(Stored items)

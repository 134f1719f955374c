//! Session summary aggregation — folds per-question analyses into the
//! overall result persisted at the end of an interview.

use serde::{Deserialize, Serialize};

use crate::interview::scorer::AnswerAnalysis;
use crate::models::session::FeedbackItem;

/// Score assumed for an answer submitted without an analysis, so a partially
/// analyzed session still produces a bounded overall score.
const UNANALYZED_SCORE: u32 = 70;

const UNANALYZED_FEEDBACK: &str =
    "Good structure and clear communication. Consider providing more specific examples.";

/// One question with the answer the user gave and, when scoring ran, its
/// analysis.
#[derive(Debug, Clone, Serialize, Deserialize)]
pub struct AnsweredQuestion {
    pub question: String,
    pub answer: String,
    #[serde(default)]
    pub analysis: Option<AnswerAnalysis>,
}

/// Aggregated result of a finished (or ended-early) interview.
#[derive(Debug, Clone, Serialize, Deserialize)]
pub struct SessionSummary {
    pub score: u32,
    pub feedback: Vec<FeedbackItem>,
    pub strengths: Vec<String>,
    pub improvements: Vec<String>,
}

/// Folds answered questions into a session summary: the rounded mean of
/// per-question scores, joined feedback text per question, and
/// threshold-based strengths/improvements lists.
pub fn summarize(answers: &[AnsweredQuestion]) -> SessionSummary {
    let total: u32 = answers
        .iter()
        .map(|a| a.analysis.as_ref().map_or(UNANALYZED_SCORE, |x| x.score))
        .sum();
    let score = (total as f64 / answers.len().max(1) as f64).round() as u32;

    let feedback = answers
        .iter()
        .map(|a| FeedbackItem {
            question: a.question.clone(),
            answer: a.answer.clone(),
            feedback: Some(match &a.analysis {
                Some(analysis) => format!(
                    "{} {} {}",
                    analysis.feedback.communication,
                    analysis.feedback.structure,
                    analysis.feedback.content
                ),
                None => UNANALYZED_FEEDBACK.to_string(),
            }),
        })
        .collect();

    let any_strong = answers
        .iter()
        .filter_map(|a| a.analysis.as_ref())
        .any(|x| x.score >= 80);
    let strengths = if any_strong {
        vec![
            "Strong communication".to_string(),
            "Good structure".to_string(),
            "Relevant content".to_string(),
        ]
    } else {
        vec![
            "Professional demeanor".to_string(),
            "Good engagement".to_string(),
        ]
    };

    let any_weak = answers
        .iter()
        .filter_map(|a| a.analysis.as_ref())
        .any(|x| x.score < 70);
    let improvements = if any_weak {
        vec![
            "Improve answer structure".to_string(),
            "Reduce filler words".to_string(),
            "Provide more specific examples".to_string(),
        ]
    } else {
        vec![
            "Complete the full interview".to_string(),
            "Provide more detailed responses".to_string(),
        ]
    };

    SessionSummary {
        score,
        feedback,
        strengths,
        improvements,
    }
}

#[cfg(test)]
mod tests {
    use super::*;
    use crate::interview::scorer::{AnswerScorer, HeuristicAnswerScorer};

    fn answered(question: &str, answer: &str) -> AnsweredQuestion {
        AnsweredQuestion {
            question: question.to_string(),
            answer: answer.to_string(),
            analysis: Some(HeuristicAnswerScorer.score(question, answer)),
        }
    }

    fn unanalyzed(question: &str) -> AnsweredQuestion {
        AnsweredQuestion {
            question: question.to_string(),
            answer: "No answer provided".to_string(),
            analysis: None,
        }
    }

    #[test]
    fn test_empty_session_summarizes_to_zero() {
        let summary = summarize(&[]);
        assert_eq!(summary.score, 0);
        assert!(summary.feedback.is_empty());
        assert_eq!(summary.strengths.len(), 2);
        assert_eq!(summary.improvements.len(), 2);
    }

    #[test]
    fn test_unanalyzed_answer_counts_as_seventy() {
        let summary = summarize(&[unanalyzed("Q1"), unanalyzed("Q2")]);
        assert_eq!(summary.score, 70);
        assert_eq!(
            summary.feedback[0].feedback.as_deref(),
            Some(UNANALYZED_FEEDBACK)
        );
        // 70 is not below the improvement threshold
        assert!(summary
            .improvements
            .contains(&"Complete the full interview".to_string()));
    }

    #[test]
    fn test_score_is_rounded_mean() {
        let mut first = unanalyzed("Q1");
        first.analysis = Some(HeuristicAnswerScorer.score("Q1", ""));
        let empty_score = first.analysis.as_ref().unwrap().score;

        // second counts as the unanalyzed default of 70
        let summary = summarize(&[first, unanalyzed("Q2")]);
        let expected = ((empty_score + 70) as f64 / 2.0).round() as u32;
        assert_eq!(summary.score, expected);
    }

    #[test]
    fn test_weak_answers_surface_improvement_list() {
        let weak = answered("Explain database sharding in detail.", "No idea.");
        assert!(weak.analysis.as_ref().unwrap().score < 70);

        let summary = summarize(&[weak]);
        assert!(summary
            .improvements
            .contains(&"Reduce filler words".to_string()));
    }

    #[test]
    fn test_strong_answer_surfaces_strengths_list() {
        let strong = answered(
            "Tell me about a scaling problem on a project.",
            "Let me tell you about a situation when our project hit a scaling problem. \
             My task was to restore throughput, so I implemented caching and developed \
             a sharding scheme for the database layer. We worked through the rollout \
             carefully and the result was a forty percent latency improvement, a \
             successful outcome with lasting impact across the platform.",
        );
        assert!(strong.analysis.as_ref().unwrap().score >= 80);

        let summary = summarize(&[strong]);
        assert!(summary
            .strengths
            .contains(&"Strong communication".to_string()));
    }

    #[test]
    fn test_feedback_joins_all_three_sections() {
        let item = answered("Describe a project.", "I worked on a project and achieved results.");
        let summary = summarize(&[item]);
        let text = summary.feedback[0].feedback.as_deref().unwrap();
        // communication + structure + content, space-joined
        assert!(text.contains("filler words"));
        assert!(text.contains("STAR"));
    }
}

**What needs to be done:**
Look at the entries above. Then set all of them down again exactly.

**Written reply:**
repository 134f1719f955374c
//! Session summary aggregation — folds per-question analyses into the
//! overall result persisted at the end of an interview.

use serde::{Deserialize, Serialize};

use crate::interview::scorer::AnswerAnalysis;
use crate::models::session::FeedbackItem;

/// Score assumed for an answer submitted without an analysis, so a partially
/// analyzed session still produces a bounded overall score.
const UNANALYZED_SCORE: u32 = 70;

const UNANALYZED_FEEDBACK: &str =
    "Good structure and clear communication. Consider providing more specific examples.";

/// One question with the answer the user gave and, when scoring ran, its
/// analysis.
#[derive(Debug, Clone, Serialize, Deserialize)]
pub struct AnsweredQuestion {
    pub question: String,
    pub answer: String,
    #[serde(default)]
    pub analysis: Option<AnswerAnalysis>,
}

/// Aggregated result of a finished (or ended-early) interview.
#[derive(Debug, Clone, Serialize, Deserialize)]
pub struct SessionSummary {
    pub score: u32,
    pub feedback: Vec<FeedbackItem>,
    pub strengths: Vec<String>,
    pub improvements: Vec<String>,
}

/// Folds answered questions into a session summary: the rounded mean of
/// per-question scores, joined feedback text per question, and
/// threshold-based strengths/improvements lists.
pub fn summarize(answers: &[AnsweredQuestion]) -> SessionSummary {
    let total: u32 = answers
        .iter()
        .map(|a| a.analysis.as_ref().map_or(UNANALYZED_SCORE, |x| x.score))
        .sum();
    let score = (total as f64 / answers.len().max(1) as f64).round() as u32;

    let feedback = answers
        .iter()
        .map(|a| FeedbackItem {
            question: a.question.clone(),
            answer: a.answer.clone(),
            feedback: Some(match &a.analysis {
                Some(analysis) => format!(
                    "{} {} {}",
                    analysis.feedback.communication,
                    analysis.feedback.structure,
                    analysis.feedback.content
                ),
                None => UNANALYZED_FEEDBACK.to_string(),
            }),
        })
        .collect();

    let any_strong = answers
        .iter()
        .filter_map(|a| a.analysis.as_ref())
        .any(|x| x.score >= 80);
    let strengths = if any_strong {
        vec![
            "Strong communication".to_string(),
            "Good structure".to_string(),
            "Relevant content".to_string(),
        ]
    } else {
        vec![
            "Professional demeanor".to_string(),
            "Good engagement".to_string(),
        ]
    };

    let any_weak = answers
        .iter()
        .filter_map(|a| a.analysis.as_ref())
        .any(|x| x.score < 70);
    let improvements = if any_weak {
        vec![
            "Improve answer structure".to_string(),
            "Reduce filler words".to_string(),
            "Provide more specific examples".to_string(),
        ]
    } else {
        vec![
            "Complete the full interview".to_string(),
            "Provide more detailed responses".to_string(),
        ]
    };

    SessionSummary {
        score,
        feedback,
        strengths,
        improvements,
    }
}

#[cfg(test)]
mod tests {
    use super::*;
    use crate::interview::scorer::{AnswerScorer, HeuristicAnswerScorer};

    fn answered(question: &str, answer: &str) -> AnsweredQuestion {
        AnsweredQuestion {
            question: question.to_string(),
            answer: answer.to_string(),
            analysis: Some(HeuristicAnswerScorer.score(question, answer)),
        }
    }

    fn unanalyzed(question: &str) -> AnsweredQuestion {
        AnsweredQuestion {
            question: question.to_string(),
            answer: "No answer provided".to_string(),
            analysis: None,
        }
    }

    #[test]
    fn test_empty_session_summarizes_to_zero() {
        let summary = summarize(&[]);
        assert_eq!(summary.score, 0);
        assert!(summary.feedback.is_empty());
        assert_eq!(summary.strengths.len(), 2);
        assert_eq!(summary.improvements.len(), 2);
    }

    #[test]
    fn test_unanalyzed_answer_counts_as_seventy() {
        let summary = summarize(&[unanalyzed("Q1"), unanalyzed("Q2")]);
        assert_eq!(summary.score, 70);
        assert_eq!(
            summary.feedback[0].feedback.as_deref(),
            Some(UNANALYZED_FEEDBACK)
        );
        // 70 is not below the improvement threshold
        assert!(summary
            .improvements
            .contains(&"Complete the full interview".to_string()));
    }

    #[test]
    fn test_score_is_rounded_mean() {
        let mut first = unanalyzed("Q1");
        first.analysis = Some(HeuristicAnswerScorer.score("Q1", ""));
        let empty_score = first.analysis.as_ref().unwrap().score;

        // second counts as the unanalyzed default of 70
        let summary = summarize(&[first, unanalyzed("Q2")]);
        let expected = ((empty_score + 70) as f64 / 2.0).round() as u32;
        assert_eq!(summary.score, expected);
    }

    #[test]
    fn test_weak_answers_surface_improvement_list() {
        let weak = answered("Explain database sharding in detail.", "No idea.");
        assert!(weak.analysis.as_ref().unwrap().score < 70);

        let summary = summarize(&[weak]);
        assert!(summary
            .improvements
            .contains(&"Reduce filler words".to_string()));
    }

    #[test]
    fn test_strong_answer_surfaces_strengths_list() {
        let strong = answered(
            "Tell me about a scaling problem on a project.",
            "Let me tell you about a situation when our project hit a scaling problem. \
             My task was to restore throughput, so I implemented caching and developed \
             a sharding scheme for the database layer. We worked through the rollout \
             carefully and the result was a forty percent latency improvement, a \
             successful outcome with lasting impact across the platform.",
        );
        assert!(strong.analysis.as_ref().unwrap().score >= 80);

        let summary = summarize(&[strong]);
        assert!(summary
            .strengths
            .contains(&"Strong communication".to_string()));
    }

    #[test]
    fn test_feedback_joins_all_three_sections() {
        let item = answered("Describe a project.", "I worked on a project and achieved results.");
        let summary = summarize(&[item]);
        let text = summary.feedback[0].feedback.as_deref().unwrap();
        // communication + structure + content, space-joined
        assert!(text.contains("filler words"));
        assert!(text.contains("STAR"));
    }
}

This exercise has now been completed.